DUDLEY WARNER: Well, that's something that I think a lot of people are interested in at this point, because the media has covered this extensively, not only locally but nationally. And I think it's like many of the other situations we've seen like 9/11 where people initially turned to the media as a way to get some control over the situation by having as much information as they can.
GWEN IFILL: Dr. Prothrow-Stith, I want to you answer that question too. I was traveling out of Washington this weekend and discovered everywhere I went people wanted to know about the sniper. Why are people outside of the directly affected region so consumed by this and when is too much too much?
DR. DEBORAH PROTHROW-STITH: I think people are consumed by it in part because of the media coverage and the fear factor as we discussed. And I think there are some ways that the media can be helpful, both in the coverage and in giving people something to do. I think the media are hurtful when it only alarms but doesn't then tell you what kinds of things you can do.

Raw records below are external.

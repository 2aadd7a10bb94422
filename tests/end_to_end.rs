mod common;

use axum::http::StatusCode;
use axum_test::TestServer;
use linkshort::routes::app_router;
use serde_json::json;

use common::create_test_state;

#[tokio::test]
async fn test_token_create_then_redirect_emits_both_events() {
    let (state, publisher) = create_test_state(common::generous_policy());
    let server = TestServer::new(app_router(state)).unwrap();

    let created = server
        .post("/shorten")
        .json(&json!({ "url": "https://example.com/a", "strategy": "token" }))
        .await;
    created.assert_status_ok();

    let code = created.json::<serde_json::Value>()["code"]
        .as_str()
        .unwrap()
        .to_string();

    let redirect = server.get(&format!("/{code}")).await;
    redirect.assert_status(StatusCode::MOVED_PERMANENTLY);
    assert_eq!(
        redirect.headers().get("location").unwrap().to_str().unwrap(),
        "https://example.com/a"
    );

    let created_events = publisher.events_for("url.created");
    assert_eq!(created_events.len(), 1);
    assert_eq!(created_events[0]["code"].as_str().unwrap(), code);
    assert_eq!(created_events[0]["strategy"], "token");

    let accessed_events = publisher.events_for("url.accessed");
    assert_eq!(accessed_events.len(), 1);
    assert_eq!(accessed_events[0]["code"].as_str().unwrap(), code);
}

#[tokio::test]
async fn test_hash_dedup_redirects_to_first_submission() {
    let (state, _publisher) = create_test_state(common::generous_policy());
    let server = TestServer::new(app_router(state)).unwrap();

    let first = server
        .post("/shorten")
        .json(&json!({ "url": "HTTPS://EXAMPLE.COM/p/", "strategy": "hash" }))
        .await;
    let second = server
        .post("/shorten")
        .json(&json!({ "url": "https://example.com:443/p", "strategy": "hash" }))
        .await;

    let code1 = first.json::<serde_json::Value>()["code"].clone();
    let code2 = second.json::<serde_json::Value>()["code"].clone();
    assert_eq!(code1, code2);

    // The surviving record redirects to the first writer's verbatim URL.
    let redirect = server.get(&format!("/{}", code1.as_str().unwrap())).await;
    redirect.assert_status(StatusCode::MOVED_PERMANENTLY);
    assert_eq!(
        redirect.headers().get("location").unwrap().to_str().unwrap(),
        "HTTPS://EXAMPLE.COM/p/"
    );
}
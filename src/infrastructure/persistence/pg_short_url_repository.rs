//! PostgreSQL implementation of the short URL repository.

use async_trait::async_trait;
use chrono::{DateTime, Utc};
use sqlx::PgPool;
use std::sync::Arc;

use crate::domain::entities::ShortUrl;
use crate::domain::repositories::ShortUrlRepository;
use crate::error::AppError;

/// Durable tier and source of truth for short URL records.
///
/// Inserts are idempotent on `code`: a conflicting insert is a no-op and
/// the first writer's record survives. A partial unique index on
/// `url_hash` keeps the hash-to-code mapping functional.
pub struct PgShortUrlRepository {
    pool: Arc<PgPool>,
}

impl PgShortUrlRepository {
    /// Creates a new repository with a database connection pool.
    pub fn new(pool: Arc<PgPool>) -> Self {
        Self { pool }
    }
}

#[derive(sqlx::FromRow)]
struct ShortUrlRow {
    code: String,
    original_url: String,
    url_hash: Option<String>,
    created_at: DateTime<Utc>,
}

impl From<ShortUrlRow> for ShortUrl {
    fn from(row: ShortUrlRow) -> Self {
        ShortUrl::new(row.code, row.original_url, row.url_hash, row.created_at)
    }
}

#[async_trait]
impl ShortUrlRepository for PgShortUrlRepository {
    async fn save(&self, short_url: &ShortUrl) -> Result<(), AppError> {
        sqlx::query(
            r#"
            INSERT INTO short_urls (code, original_url, url_hash, created_at)
            VALUES ($1, $2, $3, $4)
            ON CONFLICT (code) DO NOTHING
            "#,
        )
        .bind(&short_url.code)
        .bind(&short_url.original_url)
        .bind(&short_url.url_hash)
        .bind(short_url.created_at)
        .execute(self.pool.as_ref())
        .await?;

        Ok(())
    }

    async fn find_by_code(&self, code: &str) -> Result<Option<ShortUrl>, AppError> {
        let row = sqlx::query_as::<_, ShortUrlRow>(
            r#"
            SELECT code, original_url, url_hash, created_at
            FROM short_urls
            WHERE code = $1
            "#,
        )
        .bind(code)
        .fetch_optional(self.pool.as_ref())
        .await?;

        Ok(row.map(ShortUrl::from))
    }

    async fn find_by_hash(&self, hash: &str) -> Result<Option<ShortUrl>, AppError> {
        let row = sqlx::query_as::<_, ShortUrlRow>(
            r#"
            SELECT code, original_url, url_hash, created_at
            FROM short_urls
            WHERE url_hash = $1
            "#,
        )
        .bind(hash)
        .fetch_optional(self.pool.as_ref())
        .await?;

        Ok(row.map(ShortUrl::from))
    }
}
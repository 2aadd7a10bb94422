//! HTTP request/response tracing middleware.

use tower_http::LatencyUnit;
use tower_http::trace::{DefaultMakeSpan, DefaultOnResponse, TraceLayer};
use tracing::Level;

/// Creates the tracing layer for HTTP requests.
///
/// Spans carry method, path, and HTTP version at `INFO`; responses log the
/// status code and latency in milliseconds.
pub fn layer()
-> TraceLayer<tower_http::classify::SharedClassifier<tower_http::classify::ServerErrorsAsFailures>>
{
    TraceLayer::new_for_http()
        .make_span_with(DefaultMakeSpan::new().level(Level::INFO))
        .on_response(
            DefaultOnResponse::new()
                .level(Level::INFO)
                .latency_unit(LatencyUnit::Millis),
        )
}
//! Policy-driven rate limiting middleware.
//!
//! Runs after [`super::request_meta`] and before the handlers. Each route
//! may attach an [`EndpointPolicy`] to override the default policy
//! evaluation; the middleware pattern-matches the variant.

use axum::{
    extract::{MatchedPath, Request, State},
    middleware::Next,
    response::{IntoResponse, Response},
};
use serde_json::json;
use tracing::{debug, error, warn};

use super::request_meta::{RequestMeta, client_fingerprint};
use crate::error::AppError;
use crate::ratelimit::{LimitConfig, resolve_scopes};
use crate::state::AppState;

/// Per-endpoint rate limit override, attached at route declaration via
/// `Extension`.
#[derive(Debug, Clone, Default)]
pub enum EndpointPolicy {
    /// Scope-based policy evaluation (the normal path).
    #[default]
    Default,
    /// No rate limiting and no counter mutation for this endpoint.
    Disabled,
    /// These limits replace policy evaluation entirely. Keys are scoped to
    /// the route template, so the whole endpoint class shares one bucket
    /// per client.
    CustomLimits(Vec<LimitConfig>),
}

/// Middleware evaluating the request against the configured limits.
pub async fn layer(State(state): State<AppState>, req: Request, next: Next) -> Response {
    let policy = req
        .extensions()
        .get::<EndpointPolicy>()
        .cloned()
        .unwrap_or_default();

    let meta = req
        .extensions()
        .get::<RequestMeta>()
        .cloned()
        .unwrap_or_default();

    match policy {
        EndpointPolicy::Disabled => {
            debug!(path = req.uri().path(), "rate limiting disabled for endpoint");

            next.run(req).await
        }
        EndpointPolicy::CustomLimits(limits) => {
            let client_key = client_fingerprint(&meta);

            // The route template, not the concrete path: every request
            // matching the route shares one bucket per client.
            let route = req
                .extensions()
                .get::<MatchedPath>()
                .map(|m| m.as_str().to_string())
                .unwrap_or_else(|| req.uri().path().to_string());

            match check_custom_limits(&state, &client_key, &route, &limits, &meta).await {
                Ok(()) => next.run(req).await,
                Err(denial) => denial.into_response(),
            }
        }
        EndpointPolicy::Default => {
            let client_key = client_fingerprint(&meta);
            let scopes = resolve_scopes(req.method());

            match state.limiter.allow(&client_key, &scopes).await {
                Ok(None) => next.run(req).await,
                Ok(Some(exceeded)) => {
                    warn!(
                        path = req.uri().path(),
                        method = %req.method(),
                        scope = %exceeded.scope,
                        count = exceeded.count,
                        max = exceeded.config.max,
                        window_ms = exceeded.config.window.as_millis() as u64,
                        client_ip = %meta.client_ip,
                        "rate limit exceeded"
                    );

                    AppError::rate_limited(
                        format!(
                            "rate limit exceeded: {} scope, {}/{} requests in {:?}",
                            exceeded.scope, exceeded.count, exceeded.config.max,
                            exceeded.config.window
                        ),
                        json!({
                            "scope": exceeded.scope.to_string(),
                            "count": exceeded.count,
                            "max": exceeded.config.max,
                            "window_ms": exceeded.config.window.as_millis() as u64,
                        }),
                    )
                    .into_response()
                }
                Err(e) => {
                    error!(path = req.uri().path(), error = %e, "rate limit check failed");

                    AppError::internal("internal server error", json!({})).into_response()
                }
            }
        }
    }
}

async fn check_custom_limits(
    state: &AppState,
    client_key: &str,
    route: &str,
    limits: &[LimitConfig],
    meta: &RequestMeta,
) -> Result<(), AppError> {
    let store = state.limiter.store();

    for limit in limits {
        let key = format!(
            "{}:custom:{}:{}",
            client_key,
            route,
            limit.window.as_millis()
        );

        let count = store.record(&key, limit.window).await.map_err(|e| {
            error!(route, error = %e, "custom rate limit check failed");

            AppError::internal("internal server error", json!({}))
        })?;

        if count > limit.max {
            warn!(
                route,
                count,
                max = limit.max,
                window_ms = limit.window.as_millis() as u64,
                client_ip = %meta.client_ip,
                "custom rate limit exceeded"
            );

            return Err(AppError::rate_limited(
                format!(
                    "rate limit exceeded: {}/{} requests in {:?}",
                    count, limit.max, limit.window
                ),
                json!({
                    "count": count,
                    "max": limit.max,
                    "window_ms": limit.window.as_millis() as u64,
                }),
            ));
        }
    }

    Ok(())
}
//! Redis-backed rate limit counter store.

use async_trait::async_trait;
use redis::aio::ConnectionManager;
use std::time::Duration;

use super::store::RateLimitStore;
use crate::error::AppError;

/// Sliding-window counters in Redis sorted sets, shared across instances.
///
/// Each key holds one sorted set whose member scores are hit timestamps in
/// milliseconds. A call removes expired members, adds the current hit, sets
/// the key's expiry to the window (so idle keys are garbage collected), and
/// reads the cardinality. All four commands run in one MULTI/EXEC batch.
pub struct RedisRateLimitStore {
    client: ConnectionManager,
    key_prefix: String,
}

impl RedisRateLimitStore {
    pub fn new(client: ConnectionManager) -> Self {
        Self {
            client,
            key_prefix: "ratelimit:".to_string(),
        }
    }

    fn build_key(&self, key: &str) -> String {
        format!("{}{}", self.key_prefix, key)
    }

    /// Members must be unique per hit, or concurrent hits in the same
    /// millisecond would collapse into one sorted set entry.
    fn unique_member(now_ms: i64) -> String {
        let mut suffix = [0u8; 4];
        getrandom::fill(&mut suffix).expect("Failed to generate random bytes");

        format!(
            "{}:{:02x}{:02x}{:02x}{:02x}",
            now_ms, suffix[0], suffix[1], suffix[2], suffix[3]
        )
    }
}

#[async_trait]
impl RateLimitStore for RedisRateLimitStore {
    async fn record(&self, key: &str, window: Duration) -> Result<i64, AppError> {
        let redis_key = self.build_key(key);
        let now_ms = chrono::Utc::now().timestamp_millis();
        let cutoff = now_ms - window.as_millis() as i64;
        let member = Self::unique_member(now_ms);

        let mut conn = self.client.clone();

        let (count,): (i64,) = redis::pipe()
            .atomic()
            .zrembyscore(&redis_key, "-inf", format!("({}", cutoff))
            .ignore()
            .zadd(&redis_key, member, now_ms)
            .ignore()
            .expire(&redis_key, window.as_secs().max(1) as i64)
            .ignore()
            .zcard(&redis_key)
            .query_async(&mut conn)
            .await?;

        Ok(count)
    }
}

#[cfg(test)]
mod tests {
    use super::*;

    #[test]
    fn test_unique_members_differ_within_one_millisecond() {
        let a = RedisRateLimitStore::unique_member(1_700_000_000_000);
        let b = RedisRateLimitStore::unique_member(1_700_000_000_000);

        assert_ne!(a, b);
        assert!(a.starts_with("1700000000000:"));
    }
}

I also think the media can be helpful if there's a relative context to even violence for that matter, a lot of the episodes of violence that do in fact make the news and the national news are the unusual episodes when, in America, friends, associates, acquaintances, family, those situations of violence are even more common.
So I think the context can be very helpful. But the other part in this particular situation, where I think the media can be helpful is in fact encouraging people to get help for the fear that they have, either by talking to family members or talking to someone professionally, to help make decisions about whether or not to cancel events, how in fact you should behave going out, and preparing people when this saga is over, for post-traumatic stress symptoms.

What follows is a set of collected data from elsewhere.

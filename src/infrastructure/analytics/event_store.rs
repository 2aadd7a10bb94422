//! Store trait for persisting analytics events.

use async_trait::async_trait;

use crate::domain::events::{UrlAccessedEvent, UrlCreatedEvent};
use crate::error::AppError;

/// Append-only sink for analytics events.
///
/// Delivery upstream is at-least-once, so implementations must tolerate
/// the same event being written more than once.
#[cfg_attr(test, mockall::automock)]
#[async_trait]
pub trait EventStore: Send + Sync {
    /// # Errors
    ///
    /// Returns [`AppError::Internal`] on storage failure.
    async fn save_url_created(&self, event: &UrlCreatedEvent) -> Result<(), AppError>;

    /// # Errors
    ///
    /// Returns [`AppError::Internal`] on storage failure.
    async fn save_url_accessed(&self, event: &UrlAccessedEvent) -> Result<(), AppError>;
}
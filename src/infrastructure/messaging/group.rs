//! Unified lifecycle for a set of consumers.

use serde_json::json;
use tracing::info;

use super::consumer::Runnable;
use crate::error::AppError;

/// Manages multiple consumers as one unit.
///
/// `start` brings consumers up in registration order; if any fails, the
/// ones already running are shut down in reverse order and the error is
/// returned. `shutdown` stops every consumer, waiting for each worker's
/// in-flight message.
#[derive(Default)]
pub struct ConsumerGroup {
    consumers: Vec<Box<dyn Runnable>>,
}

impl ConsumerGroup {
    pub fn new() -> Self {
        Self::default()
    }

    /// Registers a consumer with the group.
    pub fn add(&mut self, consumer: Box<dyn Runnable>) {
        self.consumers.push(consumer);
    }

    /// Starts all consumers.
    ///
    /// # Errors
    ///
    /// Returns the first start failure after rolling back consumers that
    /// had already started.
    pub async fn start(&mut self) -> Result<(), AppError> {
        for index in 0..self.consumers.len() {
            if let Err(e) = self.consumers[index].start().await {
                for started in self.consumers[..index].iter_mut().rev() {
                    started.shutdown().await;
                }

                return Err(AppError::internal(
                    format!("failed to start consumer {index}"),
                    json!({ "reason": e.to_string() }),
                ));
            }
        }

        info!(count = self.consumers.len(), "consumer group started");

        Ok(())
    }

    /// Stops all consumers gracefully.
    pub async fn shutdown(&mut self) {
        info!("shutting down consumer group");

        for consumer in &mut self.consumers {
            consumer.shutdown().await;
        }
    }
}
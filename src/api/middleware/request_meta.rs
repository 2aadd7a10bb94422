//! Request metadata extraction.
//!
//! Populates a per-request [`RequestMeta`] value from forwarding headers,
//! consumed by the rate limiter (client fingerprint) and the analytics
//! events.

use axum::{
    extract::{ConnectInfo, Request},
    http::header,
    middleware::Next,
    response::Response,
};
use sha2::{Digest, Sha256};
use std::net::SocketAddr;

/// Client metadata captured once at the boundary.
#[derive(Debug, Clone, Default)]
pub struct RequestMeta {
    pub client_ip: String,
    pub user_agent: String,
    pub referrer: String,
}

/// Middleware inserting [`RequestMeta`] into request extensions.
pub async fn layer(mut req: Request, next: Next) -> Response {
    let meta = RequestMeta {
        client_ip: extract_client_ip(&req),
        user_agent: header_value(&req, header::USER_AGENT),
        referrer: header_value(&req, header::REFERER),
    };

    req.extensions_mut().insert(meta);

    next.run(req).await
}

/// Derives the rate-limit bucket key for a client.
///
/// Stable for identical (IP, User-Agent) pairs, including when either
/// part is empty.
pub fn client_fingerprint(meta: &RequestMeta) -> String {
    let digest = Sha256::digest(format!("{}|{}", meta.client_ip, meta.user_agent).as_bytes());

    format!("{:x}", digest)
}

/// Client IP resolution order: first X-Forwarded-For entry, then
/// X-Real-IP, then the peer socket address.
fn extract_client_ip(req: &Request) -> String {
    if let Some(xff) = req.headers().get("x-forwarded-for")
        && let Ok(value) = xff.to_str()
        && let Some(first) = value.split(',').next()
        && !first.trim().is_empty()
    {
        return first.trim().to_string();
    }

    if let Some(xri) = req.headers().get("x-real-ip")
        && let Ok(value) = xri.to_str()
    {
        return value.trim().to_string();
    }

    req.extensions()
        .get::<ConnectInfo<SocketAddr>>()
        .map(|ci| ci.0.ip().to_string())
        .unwrap_or_default()
}

fn header_value(req: &Request, name: header::HeaderName) -> String {
    req.headers()
        .get(name)
        .and_then(|v| v.to_str().ok())
        .unwrap_or_default()
        .to_string()
}
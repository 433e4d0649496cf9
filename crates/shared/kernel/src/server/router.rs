use super::health;
use utoipa_axum::router::OpenApiRouter;
use utoipa_axum::routes;

/// `/health` and other service-level routes.
pub fn system_router<S>() -> OpenApiRouter<S>
where
    S: Send + Sync + Clone + 'static,
{
    health::mark_started();
    OpenApiRouter::<S>::new().routes(routes!(health::health_handler))
}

GWEN IFILL: Excuse me, you talk about post-traumatic stress. Is this different, this kind of stress and the kind of stress maybe you saw after 9/11?
DR. DEBORAH PROTHROW-STITH: I think what's happening now is different, because there's an ongoing fear. And it could happen again. I think what we're dealing with around September 11, while it could happen again, is more like the post-traumatic stress disorder, and seems a lot less likely than this particular sniper shooting someone else. So we can prepare for the post-traumatic stress phase of this, but also deal with the fear as it stands now.
GWEN IFILL: And Dr. Berrill, we just heard Tom Ridge, the Director of Homeland Security, say that in his opinion this meets the definition of terrorism. Does that sound right to you?
N.G. BERRILL: In a sense it is terrorism. This fellow likely doesn't have a political agenda, or we probably would have heard about it at this point. It would have been important for him to get that across, but if one person owing to violent behavior, seemingly random violent behavior, is able to tie several communities up and keep thousands upon thousands of people on the edge of their seats, literally scared out of their wits, it certainly meets the definition of terror, and it is a sort of urban terrorism.
GWEN IFILL: Mr. Warner, briefly you just heard Dr. Prothrow-Stith that we need to tell people what they can do. What things do you tell people they can do?
DUDLEY WARNER: Well, we tell people to as much as possible keep to their normal routines, to the extent they can, and to be mindful of the fact that their children probably more than they even are more reminded of this on a minute to minute basis, all the children in this area are in code blue, which means their classrooms are locked down. So minute to minute they are aware of the fact that they cannot go on field trips, cannot go outside.
GWEN IFILL: Okay, well, thank you very much for joining us, thank you all.